[ACTION ITEM]:
State, as a single number, how many lines in the data below contain "address".

★ ★ ★ ★ ★

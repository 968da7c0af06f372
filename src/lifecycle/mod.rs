//! Lifecycle management subsystem.
//!
//! # Data Flow
//! ```text
//! Startup (startup.rs):
//!     Validate config → Build routes → Bind listener → Serve
//!
//! Shutdown (shutdown.rs):
//!     Signal received → Stop accepting → Drain in-flight requests → Exit
//!
//! Signals (signals.rs):
//!     SIGTERM/SIGINT → Trigger graceful shutdown
//! ```

pub mod shutdown;
pub mod signals;
pub mod startup;

pub use shutdown::Shutdown;
pub use startup::launch;
//! TCP listener setup.

use std::net::SocketAddr;

use tokio::net::TcpListener;

use crate::config::validation::validate_listener;
use crate::config::{ConfigError, ListenerConfig};
use crate::error::ServiceError;

/// Bind to the configured address.
pub async fn bind(config: &ListenerConfig) -> Result<TcpListener, ServiceError> {
    let addr: SocketAddr =
        validate_listener(config).map_err(|e| ConfigError::Validation(vec![e]))?;

    let listener = TcpListener::bind(addr)
        .await
        .map_err(|source| ServiceError::Bind {
            address: config.bind_address.clone(),
            source,
        })?;

    let local_addr = listener
        .local_addr()
        .map_err(|source| ServiceError::Bind {
            address: config.bind_address.clone(),
            source,
        })?;

    tracing::info!(address = %local_addr, "Listener bound");
    Ok(listener)
}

★ ★ ★ ★ ★

[WRITTEN RESPONSE]:
4